I have shared this commitment publicly with all of my colleagues in Simpkins Hall. For English and Journalism, this year was the year of reading. To some this may seem obvious—isn’t reading required in our discipline, in this field? Sure, yes, certainly—but reading and a reading life, a culture of reading, are not necessarily the same thing. I believe that the kind of reading I am talking of now is a serious commitment. Though the list above may suggest otherwise, it is certainly not dilettantism. It is serious. It is not exclusively pleasurable and it is not exclusively professional. It is, mostly, work, an intense laborious serious daily commitment. Let me explain.

Every morning I get up as early as I can and I spend at least 1 hour reading. I have a very specific ritual: I come downstairs, turn the heat up (or the air down), talk to our cat, make some really strong coffee, put on my robe and slippers and, finally, turn on my reading lamp and sit at my desk to read. It is quiet. It is often still dark outside. I settle in. And I read, just read—no writing other than a few notes, no working at the computer, no emailing, texting, or any kind of communication that is not printed on the pages before my eyes. This is a physical activity as much as an intellectual activity. I do it every morning, no matter what. I read anything and everything that interests me, and many things people suggest. But this kind of practice is not unique to me. Most people in our department live like this. Again, let me try to explain.

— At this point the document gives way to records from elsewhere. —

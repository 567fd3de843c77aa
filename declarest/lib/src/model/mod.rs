//! Models: JSON-backed data holders and the registry that binds model names
//! used in endpoint definitions to constructors.

mod base;
mod registry;
mod value;

use std::fmt;

use serde_json::{Map, Value};

pub use base::BaseModel;
pub use registry::{BASE_MODEL, ModelFactory, ModelRegistry};
pub use value::{INTERNAL_PREFIX, is_falsy, is_id, only_id, strip, strip_ids, value_to_json};

/// A data holder that can be sent as a request body and built from
/// response data.
///
/// Implementors expose their properties as a JSON object map. The default
/// [`to_json`](Model::to_json) exports that map without `$$`-prefixed keys.
pub trait Model: fmt::Debug + Send + Sync {
    /// Returns the model's raw properties.
    fn fields(&self) -> &Map<String, Value>;

    /// Exports the model as a JSON value for request bodies.
    fn to_json(&self) -> Value {
        value_to_json(&Value::Object(self.fields().clone()))
    }
}
//! Sending rendered requests.
//!
//! A [`Transport`] turns a [`RequestConfig`] into a [`TransportResponse`].
//! [`HttpTransport`] does so over HTTP with `reqwest`;
//! [`DuplicateRequestsFilter`] wraps any transport and shares in-flight
//! requests between identical callers.

mod dedup;
mod http;

use std::collections::BTreeMap;
use std::sync::Arc;

use futures::future::BoxFuture;
use serde_json::Value;

use crate::error::ClientError;
use crate::request::RequestConfig;

pub use dedup::{DEFAULT_REJECT_STATUS, DuplicateRequestsFilter, request_key};
pub use http::{HttpTransport, HttpTransportBuilder};

/// A successful response.
#[derive(Debug, Clone, PartialEq)]
pub struct TransportResponse {
    pub status: u16,
    /// Response headers (lower-cased names).
    pub headers: BTreeMap<String, String>,
    /// Decoded body: JSON when it parses, a string otherwise, `null` when empty.
    pub data: Value,
}

/// Sends requests.
///
/// The returned future owns everything it needs so it can be shared between
/// callers and outlive the borrow of the transport.
pub trait Transport: Send + Sync {
    fn send(&self, request: RequestConfig) -> BoxFuture<'static, Result<TransportResponse, ClientError>>;
}

impl<T: Transport + ?Sized> Transport for Arc<T> {
    fn send(&self, request: RequestConfig) -> BoxFuture<'static, Result<TransportResponse, ClientError>> {
        (**self).send(request)
    }
}

impl<T: Transport + ?Sized> Transport for Box<T> {
    fn send(&self, request: RequestConfig) -> BoxFuture<'static, Result<TransportResponse, ClientError>> {
        (**self).send(request)
    }
}
//! Dotted-path lookup (`a.b.c`) into request payloads.

use once_cell::sync::Lazy;
use regex::Regex;
use serde_json::Value;

use crate::error::PathError;

/// Name that may never be used as a path or parameter key.
pub const RESERVED_NAME: &str = "hasOwnProperty";

static DOTTED_PATH: Lazy<Regex> = Lazy::new(|| {
    Regex::new(r"^(\.[a-zA-Z_$@][0-9a-zA-Z_$@]*)+$").expect("Invalid regex")
});

/// Returns `true` if `path` is a syntactically valid dotted path.
///
/// Each segment starts with a letter, `_`, `$` or `@` and continues with
/// alphanumerics, `_`, `$` or `@`.
pub fn is_valid_dotted_path(path: &str) -> bool {
    !path.is_empty() && path != RESERVED_NAME && DOTTED_PATH.is_match(&format!(".{path}"))
}

/// Looks up a dotted path in `root`.
///
/// `Ok(None)` means the value is absent: either a segment is missing, or
/// traversal hit `null` or a non-object before the last segment. An explicit
/// `null` at the final segment is returned as `Some(Value::Null)`.
///
/// ## Errors
///
/// Returns [`PathError::InvalidDottedPath`] if the path is syntactically
/// invalid or uses the reserved name.
///
/// ## Examples
///
/// ```rust
/// use declarest::template::lookup_dotted_path;
/// use serde_json::json;
///
/// let data = json!({"a": {"b": 2}});
/// assert_eq!(lookup_dotted_path(Some(&data), "a.b").unwrap(), Some(&json!(2)));
/// assert_eq!(lookup_dotted_path(Some(&data), "a.c").unwrap(), None);
/// assert!(lookup_dotted_path(Some(&data), "hasOwnProperty").is_err());
/// ```
pub fn lookup_dotted_path<'a>(
    root: Option<&'a Value>,
    path: &str,
) -> Result<Option<&'a Value>, PathError> {
    if !is_valid_dotted_path(path) {
        return Err(PathError::invalid_path(path));
    }

    let mut current = root;
    for key in path.split('.') {
        let Some(value) = current else {
            break;
        };
        current = match value {
            Value::Object(map) => map.get(key),
            _ => None,
        };
    }

    Ok(current)
}

#[cfg(test)]
mod tests {
    use super::*;
    use serde_json::json;

    #[test]
    fn test_valid_paths() {
        assert!(is_valid_dotted_path("id"));
        assert!(is_valid_dotted_path("a.b.c"));
        assert!(is_valid_dotted_path("$ref._id"));
        assert!(is_valid_dotted_path("@type.v2"));
    }

    #[test]
    fn test_invalid_paths() {
        assert!(!is_valid_dotted_path(""));
        assert!(!is_valid_dotted_path("hasOwnProperty"));
        assert!(!is_valid_dotted_path("a..b"));
        assert!(!is_valid_dotted_path("a."));
        assert!(!is_valid_dotted_path("1st"));
        assert!(!is_valid_dotted_path("a.0"));
        assert!(!is_valid_dotted_path("a-b"));
    }

    #[test]
    fn test_lookup_nested() {
        let data = json!({"a": {"b": 2}});
        assert_eq!(lookup_dotted_path(Some(&data), "a.b").unwrap(), Some(&json!(2)));
        assert_eq!(lookup_dotted_path(Some(&data), "a").unwrap(), Some(&json!({"b": 2})));
    }

    #[test]
    fn test_lookup_missing_segment() {
        let data = json!({"a": {"b": 2}});
        assert_eq!(lookup_dotted_path(Some(&data), "a.c").unwrap(), None);
        assert_eq!(lookup_dotted_path(Some(&data), "x.y.z").unwrap(), None);
    }

    #[test]
    fn test_lookup_without_root() {
        assert_eq!(lookup_dotted_path(None, "id").unwrap(), None);
    }

    #[test]
    fn test_lookup_through_null() {
        let data = json!({"a": null});
        assert_eq!(lookup_dotted_path(Some(&data), "a").unwrap(), Some(&Value::Null));
        assert_eq!(lookup_dotted_path(Some(&data), "a.b").unwrap(), None);
    }

    #[test]
    fn test_lookup_through_scalar() {
        let data = json!({"a": "text"});
        assert_eq!(lookup_dotted_path(Some(&data), "a.length").unwrap(), None);
    }

    #[test]
    fn test_lookup_reserved_name_fails() {
        let data = json!({});
        let err = lookup_dotted_path(Some(&data), "hasOwnProperty").unwrap_err();
        assert_eq!(err, PathError::invalid_path("hasOwnProperty"));
    }

    #[test]
    fn test_lookup_invalid_syntax_fails() {
        let data = json!({"a": 1});
        assert!(lookup_dotted_path(Some(&data), "").is_err());
        assert!(lookup_dotted_path(Some(&data), "a..b").is_err());
    }
}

It is clear that, as a whole, our faculty read deeply this past year. One look at our research activity demonstrates this fact. This year, faculty members in English and Journalism published a total of 20 scholarly articles, three books, and two edited collections; they presented 30 scholarly papers at national and international venues. Add to this the fact that in the past two years our creative writers have published two novels and, literally, dozens of short stories, poems, and pieces of creative nonfiction. This is outstanding! And it shows that every single day of the year our faculty read outside of their normal, everyday activities—outside of the everyday, often very demanding work required for their teaching and their service to the University. They read, privately, and with intense seriousness.

Our creative writers, our professional writers, and our literary critics will all tell you this kind of reading, serious hard reading of serious hard books, is the activity that makes their writing possible. Indeed, in this way, we can think of their writing, all of these publications, as in large part a record of the authors’ own reading life. And this year all of this work became a little more public. This year, many faculty members tried to share their private reading lives with their students. So, the department’s culture was publicly defined, in part, by a reading group in the Fall that focused on David Foster Wallace’s final unfinished novel, The Pale King; by a reading group in the Spring that focused on Miguel De Cervantes’ masterpiece, Don Quixote; and by a communal novel writing group that met once a week at the Jackson Street Pub. What a great time to be in the Department of English and Journalism! What a great advance in our public culture in Simpkins! What a great year of reading!